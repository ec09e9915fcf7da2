// Chat prompt templates and the context block renderer.
// All text sent to the model is assembled here.

use crate::config::OwnerProfile;
use crate::models::{Category, Project, Skill};

const INSTRUCTIONS: &str = "\
Instructions:
- Be helpful and professional
- Answer questions about the owner's skills, projects, and experience
- For contact requests, direct them to the contact form or email
- Keep responses concise and relevant";

const UNKNOWN_INSTRUCTION: &str =
    "- If you don't know something, suggest they get in touch directly";

fn owner_header(owner: &OwnerProfile) -> String {
    format!(
        "You are {name}'s AI assistant for their portfolio website. \
         Here's information about {name}:\n\n\
         Personal Info:\n\
         - Name: {name}\n\
         - Title: {title}\n\
         - Location: {location}\n\
         - Email: {email}\n\
         - GitHub: {github}",
        name = owner.name,
        title = owner.title,
        location = owner.location,
        email = owner.email,
        github = owner.github,
    )
}

/// One line per project: title, description and comma-joined tech list.
pub fn render_projects(projects: &[Project]) -> String {
    projects
        .iter()
        .map(|p| {
            format!(
                "- {}: {} (Tech: {})",
                p.data.title,
                p.data.description,
                p.data.tech.join(", ")
            )
        })
        .collect::<Vec<_>>()
        .join("\n")
}

/// One line per category listing its skills with proficiency percentages.
pub fn render_skills(categories: &[Category], skills: &[Skill]) -> String {
    categories
        .iter()
        .map(|cat| {
            let listed = skills
                .iter()
                .filter(|s| s.data.category_id == cat.id)
                .map(|s| format!("{} ({}%)", s.data.name, s.data.level))
                .collect::<Vec<_>>()
                .join(", ");
            format!("{}: {}", cat.data.name, listed)
        })
        .collect::<Vec<_>>()
        .join("\n")
}

/// The full context block built from live store content.
pub fn render_context(
    owner: &OwnerProfile,
    projects: &[Project],
    skills: &[Skill],
    categories: &[Category],
) -> String {
    format!(
        "{header}\n\nSkills by Category:\n{skills}\n\nProjects:\n{projects}\n\n{INSTRUCTIONS}\n{UNKNOWN_INSTRUCTION}\n",
        header = owner_header(owner),
        skills = render_skills(categories, skills),
        projects = render_projects(projects),
    )
}

/// Owner-only context used when the store cannot be read.
pub fn fallback_context(owner: &OwnerProfile) -> String {
    format!("{}\n\n{INSTRUCTIONS}\n", owner_header(owner))
}

pub fn build_prompt(context: &str, message: &str) -> String {
    format!("{context}\n\nUser question: {message}\n\nResponse:")
}

/// Reply sent in place of a model answer when the provider call fails.
pub fn fallback_reply(owner: &OwnerProfile) -> String {
    format!(
        "Sorry, I'm having trouble right now. Please use the contact form to reach {} directly!",
        owner.name
    )
}
use async_trait::async_trait;
use sqlx::types::Json;
use sqlx::PgPool;
use tracing::{debug, info};
use uuid::Uuid;

use super::{Collection, Document, DocumentData, DocumentStore, StoreError};

/// Postgres-backed document store. Every collection shares the `documents`
/// table; the document body is a JSONB column.
#[derive(Clone)]
pub struct PgDocumentStore {
    pool: PgPool,
}

impl PgDocumentStore {
    pub fn new(pool: PgPool) -> Self {
        Self { pool }
    }
}

fn read_err(e: sqlx::Error) -> StoreError {
    StoreError::Read(e.to_string())
}

fn write_err(e: sqlx::Error) -> StoreError {
    StoreError::Write(e.to_string())
}

#[async_trait]
impl DocumentStore for PgDocumentStore {
    async fn insert(
        &self,
        collection: Collection,
        data: DocumentData,
    ) -> Result<String, StoreError> {
        let id = Uuid::new_v4().to_string();
        sqlx::query("INSERT INTO documents (collection, id, data) VALUES ($1, $2, $3)")
            .bind(collection.name())
            .bind(&id)
            .bind(Json(data))
            .execute(&self.pool)
            .await
            .map_err(write_err)?;

        info!("Inserted {collection}/{id}");
        Ok(id)
    }

    async fn merge(
        &self,
        collection: Collection,
        id: &str,
        patch: DocumentData,
    ) -> Result<(), StoreError> {
        // `||` on JSONB objects replaces top-level keys and keeps the rest
        let result = sqlx::query(
            r#"
            UPDATE documents
            SET data = data || $3, updated_at = now()
            WHERE collection = $1 AND id = $2
            "#,
        )
        .bind(collection.name())
        .bind(id)
        .bind(Json(patch))
        .execute(&self.pool)
        .await
        .map_err(write_err)?;

        if result.rows_affected() == 0 {
            return Err(StoreError::NotFound {
                collection,
                id: id.to_string(),
            });
        }

        info!("Updated {collection}/{id}");
        Ok(())
    }

    async fn remove(&self, collection: Collection, id: &str) -> Result<(), StoreError> {
        let result = sqlx::query("DELETE FROM documents WHERE collection = $1 AND id = $2")
            .bind(collection.name())
            .bind(id)
            .execute(&self.pool)
            .await
            .map_err(write_err)?;

        debug!(
            "Delete {collection}/{id} removed {} row(s)",
            result.rows_affected()
        );
        Ok(())
    }

    async fn list(&self, collection: Collection) -> Result<Vec<Document>, StoreError> {
        let sql = format!(
            r#"
            SELECT id, data
            FROM documents
            WHERE collection = $1
            ORDER BY COALESCE((data->>'order')::DOUBLE PRECISION, 0) {}, id ASC
            "#,
            collection.sort_direction().sql()
        );

        let rows: Vec<(String, Json<DocumentData>)> = sqlx::query_as(&sql)
            .bind(collection.name())
            .fetch_all(&self.pool)
            .await
            .map_err(read_err)?;

        Ok(rows
            .into_iter()
            .map(|(id, Json(data))| Document { id, data })
            .collect())
    }

    async fn get(&self, collection: Collection, id: &str) -> Result<Option<Document>, StoreError> {
        let row: Option<(String, Json<DocumentData>)> =
            sqlx::query_as("SELECT id, data FROM documents WHERE collection = $1 AND id = $2")
                .bind(collection.name())
                .bind(id)
                .fetch_optional(&self.pool)
                .await
                .map_err(read_err)?;

        Ok(row.map(|(id, Json(data))| Document { id, data }))
    }
}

» **TASK DIRECTIONS**
Exact duplication of all the data above is expected.

» **YOUR SOLUTION**
repository ec09e9915fcf7da2
// Chat prompt templates and the context block renderer.
// All text sent to the model is assembled here.

use crate::config::OwnerProfile;
use crate::models::{Category, Project, Skill};

const INSTRUCTIONS: &str = "\
Instructions:
- Be helpful and professional
- Answer questions about the owner's skills, projects, and experience
- For contact requests, direct them to the contact form or email
- Keep responses concise and relevant";

const UNKNOWN_INSTRUCTION: &str =
    "- If you don't know something, suggest they get in touch directly";

fn owner_header(owner: &OwnerProfile) -> String {
    format!(
        "You are {name}'s AI assistant for their portfolio website. \
         Here's information about {name}:\n\n\
         Personal Info:\n\
         - Name: {name}\n\
         - Title: {title}\n\
         - Location: {location}\n\
         - Email: {email}\n\
         - GitHub: {github}",
        name = owner.name,
        title = owner.title,
        location = owner.location,
        email = owner.email,
        github = owner.github,
    )
}

/// One line per project: title, description and comma-joined tech list.
pub fn render_projects(projects: &[Project]) -> String {
    projects
        .iter()
        .map(|p| {
            format!(
                "- {}: {} (Tech: {})",
                p.data.title,
                p.data.description,
                p.data.tech.join(", ")
            )
        })
        .collect::<Vec<_>>()
        .join("\n")
}

/// One line per category listing its skills with proficiency percentages.
pub fn render_skills(categories: &[Category], skills: &[Skill]) -> String {
    categories
        .iter()
        .map(|cat| {
            let listed = skills
                .iter()
                .filter(|s| s.data.category_id == cat.id)
                .map(|s| format!("{} ({}%)", s.data.name, s.data.level))
                .collect::<Vec<_>>()
                .join(", ");
            format!("{}: {}", cat.data.name, listed)
        })
        .collect::<Vec<_>>()
        .join("\n")
}

/// The full context block built from live store content.
pub fn render_context(
    owner: &OwnerProfile,
    projects: &[Project],
    skills: &[Skill],
    categories: &[Category],
) -> String {
    format!(
        "{header}\n\nSkills by Category:\n{skills}\n\nProjects:\n{projects}\n\n{INSTRUCTIONS}\n{UNKNOWN_INSTRUCTION}\n",
        header = owner_header(owner),
        skills = render_skills(categories, skills),
        projects = render_projects(projects),
    )
}

/// Owner-only context used when the store cannot be read.
pub fn fallback_context(owner: &OwnerProfile) -> String {
    format!("{}\n\n{INSTRUCTIONS}\n", owner_header(owner))
}

pub fn build_prompt(context: &str, message: &str) -> String {
    format!("{context}\n\nUser question: {message}\n\nResponse:")
}

/// Reply sent in place of a model answer when the provider call fails.
pub fn fallback_reply(owner: &OwnerProfile) -> String {
    format!(
        "Sorry, I'm having trouble right now. Please use the contact form to reach {} directly!",
        owner.name
    )
}
use async_trait::async_trait;
use sqlx::types::Json;
use sqlx::PgPool;
use tracing::{debug, info};
use uuid::Uuid;

use super::{Collection, Document, DocumentData, DocumentStore, StoreError};

/// Postgres-backed document store. Every collection shares the `documents`
/// table; the document body is a JSONB column.
#[derive(Clone)]
pub struct PgDocumentStore {
    pool: PgPool,
}

impl PgDocumentStore {
    pub fn new(pool: PgPool) -> Self {
        Self { pool }
    }
}

fn read_err(e: sqlx::Error) -> StoreError {
    StoreError::Read(e.to_string())
}

fn write_err(e: sqlx::Error) -> StoreError {
    StoreError::Write(e.to_string())
}

#[async_trait]
impl DocumentStore for PgDocumentStore {
    async fn insert(
        &self,
        collection: Collection,
        data: DocumentData,
    ) -> Result<String, StoreError> {
        let id = Uuid::new_v4().to_string();
        sqlx::query("INSERT INTO documents (collection, id, data) VALUES ($1, $2, $3)")
            .bind(collection.name())
            .bind(&id)
            .bind(Json(data))
            .execute(&self.pool)
            .await
            .map_err(write_err)?;

        info!("Inserted {collection}/{id}");
        Ok(id)
    }

    async fn merge(
        &self,
        collection: Collection,
        id: &str,
        patch: DocumentData,
    ) -> Result<(), StoreError> {
        // `||` on JSONB objects replaces top-level keys and keeps the rest
        let result = sqlx::query(
            r#"
            UPDATE documents
            SET data = data || $3, updated_at = now()
            WHERE collection = $1 AND id = $2
            "#,
        )
        .bind(collection.name())
        .bind(id)
        .bind(Json(patch))
        .execute(&self.pool)
        .await
        .map_err(write_err)?;

        if result.rows_affected() == 0 {
            return Err(StoreError::NotFound {
                collection,
                id: id.to_string(),
            });
        }

        info!("Updated {collection}/{id}");
        Ok(())
    }

    async fn remove(&self, collection: Collection, id: &str) -> Result<(), StoreError> {
        let result = sqlx::query("DELETE FROM documents WHERE collection = $1 AND id = $2")
            .bind(collection.name())
            .bind(id)
            .execute(&self.pool)
            .await
            .map_err(write_err)?;

        debug!(
            "Delete {collection}/{id} removed {} row(s)",
            result.rows_affected()
        );
        Ok(())
    }

    async fn list(&self, collection: Collection) -> Result<Vec<Document>, StoreError> {
        let sql = format!(
            r#"
            SELECT id, data
            FROM documents
            WHERE collection = $1
            ORDER BY COALESCE((data->>'order')::DOUBLE PRECISION, 0) {}, id ASC
            "#,
            collection.sort_direction().sql()
        );

        let rows: Vec<(String, Json<DocumentData>)> = sqlx::query_as(&sql)
            .bind(collection.name())
            .fetch_all(&self.pool)
            .await
            .map_err(read_err)?;

        Ok(rows
            .into_iter()
            .map(|(id, Json(data))| Document { id, data })
            .collect())
    }

    async fn get(&self, collection: Collection, id: &str) -> Result<Option<Document>, StoreError> {
        let row: Option<(String, Json<DocumentData>)> =
            sqlx::query_as("SELECT id, data FROM documents WHERE collection = $1 AND id = $2")
                .bind(collection.name())
                .bind(id)
                .fetch_optional(&self.pool)
                .await
                .map_err(read_err)?;

        Ok(row.map(|(id, Json(data))| Document { id, data }))
    }
}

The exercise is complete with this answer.